あなたに友達以上の関係は望まない(はずだった)。
考えれば考えるだけ思いついた質問事項は五〇を超える数になってしまったけれど、流石にやりすぎだと思って一〇個に絞った。
それでも里英には「頭おかしいの、アンタ?」と呆れ顔のメッセージスタンプをお見舞いされてしまったけれど。

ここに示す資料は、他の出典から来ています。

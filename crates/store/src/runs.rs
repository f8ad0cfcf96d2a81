//! Run audit persistence. The success path commits the run record and the
//! turn's envelope acknowledgements in one transaction — this is where the
//! at-most-once guarantee lives.

use rusqlite::{params, OptionalExtension, Row};
use uuid::Uuid;

use hb_domain::run::{AgentRun, RunStatus, ERROR_DAEMON_STOPPED};
use hb_domain::time::TimestampMs;
use hb_domain::{Error, Result};

use crate::{storage, Store};

const RUN_COLS: &str = "id, agent_name, started_at, completed_at, envelope_ids, \
     final_response, context_length, status, error";

fn row_to_run(row: &Row<'_>) -> rusqlite::Result<AgentRun> {
    let id: String = row.get(0)?;
    let ids: String = row.get(4)?;
    let status: String = row.get(7)?;
    let bad = |idx: usize, v: &str| {
        rusqlite::Error::FromSqlConversionFailure(
            idx,
            rusqlite::types::Type::Text,
            format!("unparseable stored value '{v}'").into(),
        )
    };
    let envelope_ids: Vec<String> = serde_json::from_str(&ids).map_err(|_| bad(4, &ids))?;
    Ok(AgentRun {
        id: id.parse::<Uuid>().map_err(|_| bad(0, &id))?,
        agent_name: row.get(1)?,
        started_at: row.get::<_, i64>(2)? as TimestampMs,
        completed_at: row.get::<_, Option<i64>>(3)?.map(|v| v as TimestampMs),
        envelope_ids: envelope_ids
            .iter()
            .map(|s| s.parse::<Uuid>().map_err(|_| bad(4, s)))
            .collect::<rusqlite::Result<_>>()?,
        final_response: row.get(5)?,
        context_length: row.get::<_, Option<i64>>(6)?.map(|v| v.max(0) as u64),
        status: status.parse().map_err(|_| bad(7, &status))?,
        error: row.get(8)?,
    })
}

fn ids_json(ids: &[Uuid]) -> Result<String> {
    Ok(serde_json::to_string(
        &ids.iter().map(|i| i.to_string()).collect::<Vec<_>>(),
    )?)
}

impl Store {
    pub fn insert_run(&self, run: &AgentRun) -> Result<()> {
        self.with_conn(|conn| {
            conn.execute(
                &format!("INSERT INTO agent_runs ({RUN_COLS}) VALUES (?1, ?2, ?3, ?4, ?5, ?6, ?7, ?8, ?9)"),
                params![
                    run.id.to_string(),
                    run.agent_name,
                    run.started_at as i64,
                    run.completed_at.map(|v| v as i64),
                    ids_json(&run.envelope_ids)?,
                    run.final_response,
                    run.context_length.map(|v| v as i64),
                    run.status.as_str(),
                    run.error,
                ],
            )
            .map_err(storage)?;
            Ok(())
        })
    }

    pub fn get_run(&self, id: &Uuid) -> Result<Option<AgentRun>> {
        self.with_conn(|conn| {
            conn.query_row(
                &format!("SELECT {RUN_COLS} FROM agent_runs WHERE id = ?1"),
                params![id.to_string()],
                row_to_run,
            )
            .optional()
            .map_err(storage)
        })
    }

    /// Commit a successful turn: finalize the run row and acknowledge its
    /// envelopes (`pending -> done`) atomically.
    pub fn complete_run(
        &self,
        run_id: &Uuid,
        completed_at: TimestampMs,
        final_response: Option<&str>,
        context_length: Option<u64>,
    ) -> Result<()> {
        self.with_tx(|tx| {
            let ids: String = tx
                .query_row(
                    "SELECT envelope_ids FROM agent_runs WHERE id = ?1",
                    params![run_id.to_string()],
                    |row| row.get(0),
                )
                .optional()
                .map_err(storage)?
                .ok_or_else(|| Error::NotFound(format!("run '{run_id}'")))?;
            let envelope_ids: Vec<String> = serde_json::from_str(&ids)?;

            tx.execute(
                "UPDATE agent_runs SET status = 'completed', completed_at = ?2, \
                 final_response = ?3, context_length = ?4 WHERE id = ?1",
                params![
                    run_id.to_string(),
                    completed_at as i64,
                    final_response,
                    context_length.map(|v| v as i64),
                ],
            )
            .map_err(storage)?;

            for envelope_id in &envelope_ids {
                tx.execute(
                    "UPDATE envelopes SET status = 'done' WHERE id = ?1 AND status = 'pending'",
                    params![envelope_id],
                )
                .map_err(storage)?;
            }
            Ok(())
        })
    }

    /// Record a failed turn. Envelopes stay pending for the next trigger.
    pub fn fail_run(&self, run_id: &Uuid, completed_at: TimestampMs, error: &str) -> Result<()> {
        self.with_conn(|conn| {
            conn.execute(
                "UPDATE agent_runs SET status = 'failed', completed_at = ?2, error = ?3 \
                 WHERE id = ?1",
                params![run_id.to_string(), completed_at as i64, error],
            )
            .map_err(storage)?;
            Ok(())
        })
    }

    /// Record a cancelled turn. When `clear_agent` is set, due non-cron
    /// pending envelopes for that agent are terminalized in the same
    /// transaction.
    pub fn cancel_run(
        &self,
        run_id: &Uuid,
        completed_at: TimestampMs,
        clear_agent: Option<(&str, TimestampMs)>,
    ) -> Result<u64> {
        self.with_tx(|tx| {
            tx.execute(
                "UPDATE agent_runs SET status = 'cancelled', completed_at = ?2 WHERE id = ?1",
                params![run_id.to_string(), completed_at as i64],
            )
            .map_err(storage)?;

            let mut cleared = 0u64;
            if let Some((agent, now)) = clear_agent {
                cleared = tx
                    .execute(
                        "UPDATE envelopes SET status = 'done' \
                         WHERE status = 'pending' AND to_addr = ?1 \
                           AND (deliver_at IS NULL OR deliver_at <= ?2) \
                           AND json_extract(metadata, '$.cronScheduleId') IS NULL",
                        params![format!("agent:{agent}"), now as i64],
                    )
                    .map_err(storage)? as u64;
            }
            Ok(cleared)
        })
    }

    /// The most recent run that reached a terminal state, for session-policy
    /// evaluation.
    pub fn last_terminal_run(&self, agent_name: &str) -> Result<Option<AgentRun>> {
        self.with_conn(|conn| {
            conn.query_row(
                &format!(
                    "SELECT {RUN_COLS} FROM agent_runs \
                     WHERE agent_name = ?1 AND status != 'running' \
                     ORDER BY started_at DESC LIMIT 1"
                ),
                params![agent_name],
                row_to_run,
            )
            .optional()
            .map_err(storage)
        })
    }

    pub fn running_run(&self, agent_name: &str) -> Result<Option<AgentRun>> {
        self.with_conn(|conn| {
            conn.query_row(
                &format!(
                    "SELECT {RUN_COLS} FROM agent_runs \
                     WHERE agent_name = ?1 AND status = 'running' LIMIT 1"
                ),
                params![agent_name],
                row_to_run,
            )
            .optional()
            .map_err(storage)
        })
    }

    pub fn list_runs(&self, agent_name: &str, limit: usize) -> Result<Vec<AgentRun>> {
        self.with_conn(|conn| {
            let mut stmt = conn
                .prepare(&format!(
                    "SELECT {RUN_COLS} FROM agent_runs WHERE agent_name = ?1 \
                     ORDER BY started_at DESC LIMIT ?2"
                ))
                .map_err(storage)?;
            let rows = stmt
                .query_map(params![agent_name, limit as i64], row_to_run)
                .map_err(storage)?
                .collect::<rusqlite::Result<Vec<_>>>()
                .map_err(storage)?;
            Ok(rows)
        })
    }

    /// Reconcile runs left `running` by a dead daemon. Called on open.
    pub fn reconcile_stale_runs(&self) -> Result<usize> {
        self.with_conn(|conn| {
            let n = conn
                .execute(
                    "UPDATE agent_runs SET status = 'failed', error = ?1 \
                     WHERE status = 'running'",
                    params![ERROR_DAEMON_STOPPED],
                )
                .map_err(storage)?;
            Ok(n)
        })
    }
}

#[cfg(test)]
mod tests {
    use super::*;
    use hb_domain::address::Address;
    use hb_domain::envelope::EnvelopeStatus;

    fn seed(store: &Store, agent: &str, n: usize) -> Vec<Uuid> {
        store
            .create_agent(&crate::agents::tests::test_agent(agent))
            .unwrap();
        (0..n)
            .map(|i| {
                let e = crate::envelopes::tests::pending(Address::agent(agent), 1_000 + i as u64);
                store.insert_envelope(&e).unwrap();
                e.id
            })
            .collect()
    }

    #[test]
    fn complete_run_acks_envelopes_atomically() {
        let store = Store::open_in_memory().unwrap();
        let ids = seed(&store, "nex", 3);
        let run = AgentRun::started("nex", ids.clone(), 2_000);
        store.insert_run(&run).unwrap();

        store
            .complete_run(&run.id, 3_000, Some("done!"), Some(42_000))
            .unwrap();

        let got = store.get_run(&run.id).unwrap().unwrap();
        assert_eq!(got.status, RunStatus::Completed);
        assert_eq!(got.context_length, Some(42_000));
        assert_eq!(got.envelope_ids, ids);
        for id in &ids {
            let e = store.get_envelope(id).unwrap().unwrap();
            assert_eq!(e.status, EnvelopeStatus::Done);
        }
    }

    #[test]
    fn failed_run_leaves_envelopes_pending() {
        let store = Store::open_in_memory().unwrap();
        let ids = seed(&store, "nex", 2);
        let run = AgentRun::started("nex", ids.clone(), 2_000);
        store.insert_run(&run).unwrap();

        store.fail_run(&run.id, 3_000, "provider exited 1").unwrap();

        let got = store.get_run(&run.id).unwrap().unwrap();
        assert_eq!(got.status, RunStatus::Failed);
        for id in &ids {
            let e = store.get_envelope(id).unwrap().unwrap();
            assert_eq!(e.status, EnvelopeStatus::Pending);
        }
    }

    #[test]
    fn cancel_run_optionally_clears_non_cron_pending() {
        let store = Store::open_in_memory().unwrap();
        let ids = seed(&store, "nex", 2);
        // A cron-materialized envelope must survive the clear.
        let mut cron_env =
            crate::envelopes::tests::pending(Address::agent("nex"), 1_500);
        cron_env
            .metadata
            .insert("cronScheduleId".into(), serde_json::json!("some-cron"));
        store.insert_envelope(&cron_env).unwrap();

        let run = AgentRun::started("nex", ids.clone(), 2_000);
        store.insert_run(&run).unwrap();

        let cleared = store
            .cancel_run(&run.id, 3_000, Some(("nex", 10_000)))
            .unwrap();
        assert_eq!(cleared, 2);

        assert_eq!(
            store.get_run(&run.id).unwrap().unwrap().status,
            RunStatus::Cancelled
        );
        let kept = store.get_envelope(&cron_env.id).unwrap().unwrap();
        assert_eq!(kept.status, EnvelopeStatus::Pending);
    }

    #[test]
    fn stale_running_runs_reconcile_on_open() {
        let dir = tempfile::tempdir().unwrap();
        let path = dir.path().join("hiboss.db");
        let run_id;
        {
            let store = Store::open(&path).unwrap();
            seed(&store, "nex", 1);
            let run = AgentRun::started("nex", vec![], 2_000);
            run_id = run.id;
            store.insert_run(&run).unwrap();
        }
        let store = Store::open(&path).unwrap();
        let got = store.get_run(&run_id).unwrap().unwrap();
        assert_eq!(got.status, RunStatus::Failed);
        assert_eq!(got.error.as_deref(), Some(ERROR_DAEMON_STOPPED));
    }

    #[test]
    fn last_terminal_run_skips_running() {
        let store = Store::open_in_memory().unwrap();
        seed(&store, "nex", 0);
        let old = AgentRun::started("nex", vec![], 1_000);
        store.insert_run(&old).unwrap();
        store.complete_run(&old.id, 1_500, None, Some(10)).unwrap();

        let current = AgentRun::started("nex", vec![], 2_000);
        store.insert_run(&current).unwrap();

        let last = store.last_terminal_run("nex").unwrap().unwrap();
        assert_eq!(last.id, old.id);
        let running = store.running_run("nex").unwrap().unwrap();
        assert_eq!(running.id, current.id);
    }
}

けれど、北ヶ瀬さんはそんな質問に丁寧に答えてくれた。
それが私の頑丈で頑固な警戒心を一つだけ解いたきっかけにもなった。
『どのあたりにお住まいですか?』
『〇〇駅の近くです』
『お仕事は何系の職業をされていらっしゃるのですか?』
『呉服店の経営マネージメントなどをしています』
『ご年齢は?』
『三二歳です』
『私のプロフィール欄はきちんと読んでいただけましたか?』
『はい、もちろんです。恋人ではなく、お友達募集中!……でしたね』
『体の関係は一切ナシ、という部分も?』
『えぇ、拝見しました。心得ております』
そのほかにもいろんな質問を繰り返したけれど、すべてにきちんと答えてくれた北ヶ瀬さんだったから、『一回会ってみてもいいかも』と思えるまでに至った。
『よっぽどフィーリングが合わない人以外は一回は会ってみるべき!会わなきゃ分からないことだらけだから!』と何度も念を押すように言ってきた里英の教えも効果があったかもしれない。